Maak op je PC onder 'mijn documenten' een mapje aan met de titel 'teelt van voedergewassen' en plaats daar de kennisleerlijn en de vaardighedenleerlijn, die horen bij jouw niveau. In het leerlijn document kun je de vragen en opdrachten van de verschillende onderwerpen maken. Vergeet niet het document na het maken van opdrachten weer op te slaan!
Groenbemester onder mais ingezaaid ( de Marke)
Bijlage uitvoeren integrale opdracht (opdracht maisproject)
De bedoeling is, dat je met een groepje van 3 of 4 leerlingen mais gaat verbouwen, waarbij je zo veel mogelijk bewerkingen zelf uitvoert en zelf keuzes maakt bijvoorbeeld rondom rassenkeuze.
Je moet met het volgende rekening houden:
- Het perceel, is minstens 1 ha groot.
- Je gaat zo veel mogelijk zelf bewerkingen uitvoeren, in elk geval het inzaaiklaar maken van het perceel.
- Vraag of je zelf het ras mag kiezen.
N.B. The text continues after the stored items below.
use std::sync::Arc;

use telecare_core::emergency::{FixedGeolocator, Geolocator, NoGeolocator, SosReceipt, SosRequest};
use telecare_core::models::Location;
use telecare_core::sync::DrainOutcome;
use telecare_core::util::normalize_text_option;
use telecare_core::SyncSettings;

use crate::commands::common::{open_engine, open_engine_with, parse_record_id, probe_connectivity};
use crate::error::CliError;

#[derive(Debug, Default)]
pub struct SosAlert {
    pub patient_id: String,
    pub message: Option<String>,
    pub latitude: Option<f64>,
    pub longitude: Option<f64>,
}

pub fn alert_location(latitude: Option<f64>, longitude: Option<f64>) -> Result<Location, CliError> {
    match (latitude, longitude) {
        (Some(latitude), Some(longitude)) => Ok(Location::Known {
            latitude,
            longitude,
            accuracy_m: None,
        }),
        (None, None) => Ok(Location::Unknown),
        _ => Err(CliError::IncompleteLocation),
    }
}

pub async fn run_sos_raise(
    alert: SosAlert,
    offline: bool,
    settings: &SyncSettings,
) -> Result<SosReceipt, CliError> {
    let geolocator: Arc<dyn Geolocator> = match alert_location(alert.latitude, alert.longitude)? {
        Location::Unknown => Arc::new(NoGeolocator),
        known => Arc::new(FixedGeolocator(known)),
    };

    let engine = open_engine_with(settings, geolocator).await?;
    if !offline {
        probe_connectivity(&engine).await?;
    }

    let mut request = SosRequest::new(alert.patient_id.trim());
    request.message = normalize_text_option(alert.message);
    let receipt = engine.raise_sos(request).await?;

    println!("{}", receipt.record_id);
    match receipt.dispatch {
        _ if receipt.delivered() => println!("SOS delivered"),
        Some(DrainOutcome::Completed(_)) => {
            println!("SOS stored; delivery failed and will be retried on the next sync");
        }
        _ => println!("SOS stored and queued at high priority; run `telecare sync` once online"),
    }
    Ok(receipt)
}

pub async fn run_sos_cancel(id: &str, settings: &SyncSettings) -> Result<(), CliError> {
    let id = parse_record_id(id)?;
    let engine = open_engine(settings).await?;

    if engine.cancel_sos(&id).await? {
        println!("{id} cancelled");
    } else {
        println!("{id} was already cancelled");
    }
    Ok(())
}
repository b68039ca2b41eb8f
//! Background task that triggers drains.

use std::time::Duration;

use tokio::sync::oneshot;
use tokio::task::JoinHandle;

use crate::network::NetworkMonitor;

use super::dispatcher::{DrainOutcome, SyncDispatcher};

/// Handle to a running sync loop.
pub struct SyncLoopHandle {
    shutdown: Option<oneshot::Sender<()>>,
    task: JoinHandle<()>,
    companions: Vec<JoinHandle<()>>,
}

impl SyncLoopHandle {
    /// Tie another background task (e.g. a connectivity poller) to this
    /// loop's lifetime.
    #[must_use]
    pub fn with_companion(mut self, task: JoinHandle<()>) -> Self {
        self.companions.push(task);
        self
    }

    /// Stop the loop and wait for it. A drain in progress finishes first.
    pub async fn shutdown(mut self) {
        for companion in self.companions.drain(..) {
            companion.abort();
        }
        if let Some(shutdown) = self.shutdown.take() {
            let _ = shutdown.send(());
        }
        if let Err(error) = (&mut self.task).await {
            if !error.is_cancelled() {
                tracing::error!("Sync loop ended abnormally: {}", error);
            }
        }
    }
}

impl Drop for SyncLoopHandle {
    fn drop(&mut self) {
        for companion in &self.companions {
            companion.abort();
        }
        if self.shutdown.is_some() {
            self.task.abort();
        }
    }
}

/// Drain on every tick of `interval` and on every transition to online.
pub fn spawn_sync_loop(
    dispatcher: SyncDispatcher,
    monitor: NetworkMonitor,
    interval: Duration,
) -> SyncLoopHandle {
    let (shutdown_tx, mut shutdown_rx) = oneshot::channel();
    let mut online = monitor.watch();

    let task = tokio::spawn(async move {
        let mut ticker = tokio::time::interval(interval);
        ticker.set_missed_tick_behavior(tokio::time::MissedTickBehavior::Delay);
        tracing::info!("Sync loop started (interval {:?})", interval);

        loop {
            tokio::select! {
                _ = &mut shutdown_rx => break,
                _ = ticker.tick() => {
                    if monitor.is_online() {
                        run_drain(&dispatcher, "timer").await;
                    }
                }
                changed = online.changed() => {
                    if changed.is_err() {
                        break;
                    }
                    let is_online = *online.borrow_and_update();
                    if is_online {
                        run_drain(&dispatcher, "reconnect").await;
                    }
                }
            }
        }

        tracing::info!("Sync loop stopped");
    });

    SyncLoopHandle {
        shutdown: Some(shutdown_tx),
        task,
        companions: Vec::new(),
    }
}

async fn run_drain(dispatcher: &SyncDispatcher, trigger: &str) {
    match dispatcher.drain().await {
        Ok(DrainOutcome::Completed(report)) if report.dispatched > 0 => {
            tracing::debug!("Drain after {} trigger: {:?}", trigger, report);
        }
        Ok(_) => {}
        Err(error) => tracing::error!("Sync drain after {} trigger failed: {}", trigger, error),
    }
}
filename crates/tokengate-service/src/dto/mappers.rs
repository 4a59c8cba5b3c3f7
//! Entity to DTO mappers
//!
//! Implements `From` conversions from domain entities to response DTOs.

use tokengate_common::TokenPair;
use tokengate_core::User;

use super::responses::{TokenResponse, UserResponse};

// ============================================================================
// User Mappers
// ============================================================================

impl From<&User> for UserResponse {
    fn from(user: &User) -> Self {
        Self {
            id: user.id.into_inner(),
            username: user.username.clone(),
            email: user.email.clone(),
            first_name: user.first_name.clone(),
            last_name: user.last_name.clone(),
            role: user.role.to_string(),
            created_at: user.created_at,
        }
    }
}

impl From<User> for UserResponse {
    fn from(user: User) -> Self {
        Self::from(&user)
    }
}

// ============================================================================
// Token Mappers
// ============================================================================

impl From<TokenPair> for TokenResponse {
    fn from(pair: TokenPair) -> Self {
        Self {
            access_token: pair.access_token,
            refresh_token: pair.refresh_token,
            token_type: pair.token_type,
            expires_in: pair.expires_in,
            refresh_expires_in: pair.refresh_expires_in,
        }
    }
}
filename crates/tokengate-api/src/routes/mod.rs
//! Route definitions
//!
//! Public routes at the root, the API mounted under /api/v1, and the
//! Swagger UI at /api/docs.

use axum::{
    middleware::from_fn_with_state,
    routing::{get, post},
    Router,
};
use utoipa::OpenApi;
use utoipa_swagger_ui::SwaggerUi;

use crate::docs::{ApiDoc, DOCS_PATH, OPENAPI_PATH};
use crate::handlers::{auth, health, users};
use crate::middleware::require_auth;
use crate::state::AppState;

/// Create the main router with all routes
pub fn create_router(state: &AppState) -> Router<AppState> {
    Router::new()
        .route("/", get(health::root))
        .route("/health", get(health::health_check))
        .nest("/api/v1", api_v1_routes(state))
        .merge(SwaggerUi::new(DOCS_PATH).url(OPENAPI_PATH, ApiDoc::openapi()))
}

/// API v1 routes
fn api_v1_routes(state: &AppState) -> Router<AppState> {
    Router::new()
        .merge(auth_routes())
        .merge(user_routes(state))
}

/// Authentication routes
fn auth_routes() -> Router<AppState> {
    Router::new()
        .route("/auth/signup", post(auth::signup))
        .route("/auth/signin", post(auth::signin))
        .route("/auth/refresh", post(auth::refresh))
        .route("/auth/logout", post(auth::logout))
}

/// User routes; every one requires a resolved caller
fn user_routes(state: &AppState) -> Router<AppState> {
    Router::new()
        .route("/users/me", get(users::me))
        .route_layer(from_fn_with_state(state.clone(), require_auth))
}
//! Domain error types

mod domain_error;

pub use domain_error::DomainError;
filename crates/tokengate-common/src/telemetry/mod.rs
//! Telemetry and tracing setup

mod tracing_setup;

pub use tracing_setup::{try_init_tracing, TracingConfig, TracingError};
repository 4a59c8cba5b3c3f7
//! Model to entity mappers
//!
//! Conversions from database rows to the domain types in `tokengate-core`.

mod refresh_token;
mod user;
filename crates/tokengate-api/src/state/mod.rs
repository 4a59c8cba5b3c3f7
//! Application state
//!
//! Holds the shared state for the Axum application including
//! the service context and configuration.

use std::sync::Arc;

use tokengate_common::AppConfig;
use tokengate_service::ServiceContext;

/// Application state shared across all handlers
#[derive(Clone)]
pub struct AppState {
    /// Service context containing all dependencies
    service_context: Arc<ServiceContext>,
    /// Application configuration
    config: Arc<AppConfig>,
}

impl AppState {
    /// Create a new AppState
    pub fn new(service_context: ServiceContext, config: AppConfig) -> Self {
        Self {
            service_context: Arc::new(service_context),
            config: Arc::new(config),
        }
    }

    /// Get the service context
    pub fn service_context(&self) -> &ServiceContext {
        &self.service_context
    }

    /// Get the application configuration
    pub fn config(&self) -> &AppConfig {
        &self.config
    }

    /// Whether token cookies carry the `Secure` attribute
    pub fn secure_cookies(&self) -> bool {
        self.config.app.env.is_production()
    }
}

impl std::fmt::Debug for AppState {
    fn fmt(&self, f: &mut std::fmt::Formatter<'_>) -> std::fmt::Result {
        f.debug_struct("AppState")
            .field("service_context", &"ServiceContext")
            .field("config", &"AppConfig")
            .finish()
    }
}
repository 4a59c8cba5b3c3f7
//! Integration test utilities for tokengate
//!
//! Two harnesses drive the full router: [`TestApp`] runs requests in-process
//! over in-memory stores, [`TestServer`] binds a real listener backed by
//! PostgreSQL.

pub mod helpers;
pub mod in_process;

pub use cookies::TestCookies;
pub use fixtures::*;
pub use helpers::*;
pub use in_process::TestApp;
//! Axum extractors for request handling
//!
//! Custom extractors for the authenticated caller and validated bodies.

mod auth;
mod validated;

pub use auth::CurrentUser;
pub use validated::ValidatedJson;
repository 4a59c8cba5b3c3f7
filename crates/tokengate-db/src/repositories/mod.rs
//! Repository implementations
//!
//! PostgreSQL implementations of the store traits defined in tokengate-core.

mod error;
mod session;
mod user;

pub use session::PgSessionStore;
pub use user::PgUserRepository;
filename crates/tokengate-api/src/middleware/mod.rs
//! Middleware stack for the API server
//!
//! Request ID generation, request tracing, timeouts, and caller resolution
//! for protected routes.

mod auth;

use std::time::Duration;

use axum::{
    body::Body,
    http::{header, Request, StatusCode},
    Router,
};
use tower::ServiceBuilder;
use tower_http::{
    request_id::{MakeRequestUuid, PropagateRequestIdLayer, SetRequestIdLayer},
    timeout::TimeoutLayer,
    trace::{DefaultOnRequest, DefaultOnResponse, TraceLayer},
};
use tracing::Level;

use crate::state::AppState;

pub use auth::require_auth;

/// Header name for request ID
pub const REQUEST_ID_HEADER: &str = "x-request-id";

/// Handler deadline; slower requests get 503
pub const REQUEST_TIMEOUT: Duration = Duration::from_secs(30);

/// Apply middleware stack to the router
pub fn apply_middleware(router: Router<AppState>) -> Router<AppState> {
    router.layer(
        ServiceBuilder::new()
            // Request ID
            .layer(SetRequestIdLayer::new(
                header::HeaderName::from_static(REQUEST_ID_HEADER),
                MakeRequestUuid,
            ))
            .layer(PropagateRequestIdLayer::new(header::HeaderName::from_static(
                REQUEST_ID_HEADER,
            )))
            // Tracing
            .layer(
                TraceLayer::new_for_http()
                    .make_span_with(|request: &Request<Body>| {
                        let request_id = request
                            .headers()
                            .get(REQUEST_ID_HEADER)
                            .and_then(|v| v.to_str().ok())
                            .unwrap_or("unknown");

                        tracing::info_span!(
                            "http_request",
                            method = %request.method(),
                            uri = %request.uri().path(),
                            request_id = %request_id,
                        )
                    })
                    .on_request(DefaultOnRequest::new().level(Level::INFO))
                    .on_response(DefaultOnResponse::new().level(Level::INFO)),
            )
            // Timeout (returns 503 Service Unavailable on timeout)
            .layer(TimeoutLayer::with_status_code(
                StatusCode::SERVICE_UNAVAILABLE,
                REQUEST_TIMEOUT,
            )),
    )
}
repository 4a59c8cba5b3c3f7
//! PostgreSQL implementation of UserRepository

use async_trait::async_trait;
use sqlx::PgPool;
use tracing::instrument;

use tokengate_core::traits::{RepoResult, UserRepository};
use tokengate_core::{NewUser, User, UserId};

use crate::models::UserModel;

use super::error::{map_db_error, map_unique_violation, user_conflict, user_not_found};

const USER_COLUMNS: &str =
    "id, username, email, first_name, last_name, role, created_at, updated_at";

/// PostgreSQL implementation of UserRepository
#[derive(Clone)]
pub struct PgUserRepository {
    pool: PgPool,
}

impl PgUserRepository {
    /// Create a new PgUserRepository
    pub fn new(pool: PgPool) -> Self {
        Self { pool }
    }

    async fn find_one(&self, filter: &str, value: &str) -> RepoResult<Option<User>> {
        let sql = format!("SELECT {USER_COLUMNS} FROM users WHERE {filter} = $1");
        let result = sqlx::query_as::<_, UserModel>(&sql)
            .bind(value)
            .fetch_optional(&self.pool)
            .await
            .map_err(map_db_error)?;

        result.map(User::try_from).transpose()
    }
}

#[async_trait]
impl UserRepository for PgUserRepository {
    #[instrument(skip(self))]
    async fn find_by_id(&self, id: UserId) -> RepoResult<Option<User>> {
        let sql = format!("SELECT {USER_COLUMNS} FROM users WHERE id = $1");
        let result = sqlx::query_as::<_, UserModel>(&sql)
            .bind(id.into_inner())
            .fetch_optional(&self.pool)
            .await
            .map_err(map_db_error)?;

        result.map(User::try_from).transpose()
    }

    #[instrument(skip(self))]
    async fn find_by_email(&self, email: &str) -> RepoResult<Option<User>> {
        self.find_one("email", email).await
    }

    #[instrument(skip(self))]
    async fn find_by_username(&self, username: &str) -> RepoResult<Option<User>> {
        self.find_one("username", username).await
    }

    #[instrument(skip(self))]
    async fn find_by_email_or_username(
        &self,
        username: &str,
        email: &str,
    ) -> RepoResult<Option<User>> {
        let sql = format!(
            r"
            SELECT {USER_COLUMNS} FROM users
            WHERE email = $2 OR username = $1
            ORDER BY (email = $2) DESC
            LIMIT 1
            "
        );
        let result = sqlx::query_as::<_, UserModel>(&sql)
            .bind(username)
            .bind(email)
            .fetch_optional(&self.pool)
            .await
            .map_err(map_db_error)?;

        result.map(User::try_from).transpose()
    }

    #[instrument(skip(self, user, password_hash), fields(username = %user.username))]
    async fn create(&self, user: &NewUser, password_hash: &str) -> RepoResult<User> {
        let sql = format!(
            r"
            INSERT INTO users (username, email, first_name, last_name, password_hash, role)
            VALUES ($1, $2, $3, $4, $5, $6)
            RETURNING {USER_COLUMNS}
            "
        );
        let model = sqlx::query_as::<_, UserModel>(&sql)
            .bind(&user.username)
            .bind(&user.email)
            .bind(&user.first_name)
            .bind(&user.last_name)
            .bind(password_hash)
            .bind(user.role.as_str())
            .fetch_one(&self.pool)
            .await
            .map_err(|e| map_unique_violation(e, user_conflict))?;

        User::try_from(model)
    }

    #[instrument(skip(self))]
    async fn get_password_hash(&self, id: UserId) -> RepoResult<Option<String>> {
        let result = sqlx::query_scalar::<_, String>(
            r"
            SELECT password_hash FROM users WHERE id = $1
            ",
        )
        .bind(id.into_inner())
        .fetch_optional(&self.pool)
        .await
        .map_err(map_db_error)?;

        Ok(result)
    }

    #[instrument(skip(self))]
    async fn delete(&self, id: UserId) -> RepoResult<()> {
        let result = sqlx::query(
            r"
            DELETE FROM users WHERE id = $1
            ",
        )
        .bind(id.into_inner())
        .execute(&self.pool)
        .await
        .map_err(map_db_error)?;

        if result.rows_affected() == 0 {
            return Err(user_not_found(id));
        }

        Ok(())
    }
}
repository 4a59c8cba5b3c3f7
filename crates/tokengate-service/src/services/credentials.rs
//! Request-time credential resolution
//!
//! Turns whatever tokens a request carried into a caller identity, rotating
//! the session when the access token is missing or no longer valid.
//!
//! | access | refresh | access valid | outcome                     |
//! |--------|---------|--------------|-----------------------------|
//! | no     | no      | -            | `Unauthenticated`           |
//! | no     | yes     | -            | rotate, use rotated subject |
//! | yes    | any     | yes          | use access subject          |
//! | yes    | yes     | no           | rotate, use rotated subject |
//! | yes    | no      | no           | `Unauthenticated`           |

use tokengate_common::{AppError, AppResult, TokenPair, TokenType};
use tokengate_core::{User, UserId};
use tracing::{debug, instrument};

use super::auth::AuthService;
use super::context::ServiceContext;

/// Raw token strings as they arrived with a request
#[derive(Clone, Default)]
pub struct PresentedCredentials {
    pub access: Option<String>,
    pub refresh: Option<String>,
}

impl PresentedCredentials {
    fn access(&self) -> Option<&str> {
        self.access.as_deref().filter(|t| !t.is_empty())
    }

    fn refresh(&self) -> Option<&str> {
        self.refresh.as_deref().filter(|t| !t.is_empty())
    }
}

impl std::fmt::Debug for PresentedCredentials {
    fn fmt(&self, f: &mut std::fmt::Formatter<'_>) -> std::fmt::Result {
        f.debug_struct("PresentedCredentials")
            .field("access", &self.access().is_some())
            .field("refresh", &self.refresh().is_some())
            .finish()
    }
}

/// The caller behind a request
///
/// `rotated` holds the replacement pair when resolution had to rotate; the
/// transport layer is expected to hand it back to the client.
#[derive(Debug, Clone)]
pub struct ResolvedCaller {
    pub user: User,
    pub rotated: Option<TokenPair>,
}

/// Credential validation pipeline
pub struct CredentialPipeline<'a> {
    ctx: &'a ServiceContext,
}

impl<'a> CredentialPipeline<'a> {
    pub fn new(ctx: &'a ServiceContext) -> Self {
        Self { ctx }
    }

    /// Resolve the caller for a request
    ///
    /// Every failure is reported as `Unauthenticated` except server-side
    /// ones (storage, signing), which propagate unchanged.
    #[instrument(skip(self))]
    pub async fn resolve(&self, credentials: &PresentedCredentials) -> AppResult<ResolvedCaller> {
        match (credentials.access(), credentials.refresh()) {
            (None, None) => Err(AppError::Unauthenticated),
            (None, Some(refresh)) => self.rotate(refresh).await,
            (Some(access), refresh) => match self.access_subject(access) {
                Ok(subject) => self.load(subject).await,
                Err(reason) => {
                    debug!(%reason, "Access token rejected");
                    match refresh {
                        Some(refresh) => self.rotate(refresh).await,
                        None => Err(AppError::Unauthenticated),
                    }
                }
            },
        }
    }

    fn access_subject(&self, token: &str) -> Result<UserId, tokengate_common::TokenError> {
        self.ctx
            .token_codec()
            .decode(token, TokenType::Access)?
            .user_id()
    }

    async fn load(&self, subject: UserId) -> AppResult<ResolvedCaller> {
        let user = self
            .ctx
            .user_repo()
            .find_by_id(subject)
            .await
            .map_err(AppError::from)
            .map_err(collapse)?
            .ok_or_else(|| {
                debug!(user_id = %subject, "Token subject no longer exists");
                AppError::Unauthenticated
            })?;

        Ok(ResolvedCaller {
            user,
            rotated: None,
        })
    }

    async fn rotate(&self, refresh: &str) -> AppResult<ResolvedCaller> {
        let session = AuthService::new(self.ctx)
            .rotate(Some(refresh))
            .await
            .map_err(collapse)?;

        Ok(ResolvedCaller {
            user: session.user,
            rotated: Some(session.tokens),
        })
    }
}

fn collapse(err: AppError) -> AppError {
    if err.is_server_error() {
        err
    } else {
        debug!(reason = %err, "Credential resolution failed");
        AppError::Unauthenticated
    }
}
Indien het ras al door de teler is gekozen, moet je aangeven of je ook voor dat ras zou kiezen of voor een andere ras. Onderbouw je keuze.
- Maak zo veel mogelijk foto's van de bewerkingen die je uitvoert of die uitgevoerd worden en maak foto's van de ontwikkeling van het gewas.
- Maak zelf een bemestingsplan of als er al een plan is, geef dan je oordeel over het bemestingsplan van de teler.
Leg alles vast in een verslag. Dat verslag is een onderdeel van de deelkwalificatie 'grasland en voedergewassen'. Een aantal percelen wordt bij de lessen praktijkleren door een groepje leerlingen bezocht.
Het raamwerk voor het verslag vind je onder het kopje 'opdrachten maisproject'. De leerlingen van niveau 2 downloaden de opdracht voor niveua 2 en de leerlingen van niveua 3 en 4 de opdracht, die bij hun niveau hoort.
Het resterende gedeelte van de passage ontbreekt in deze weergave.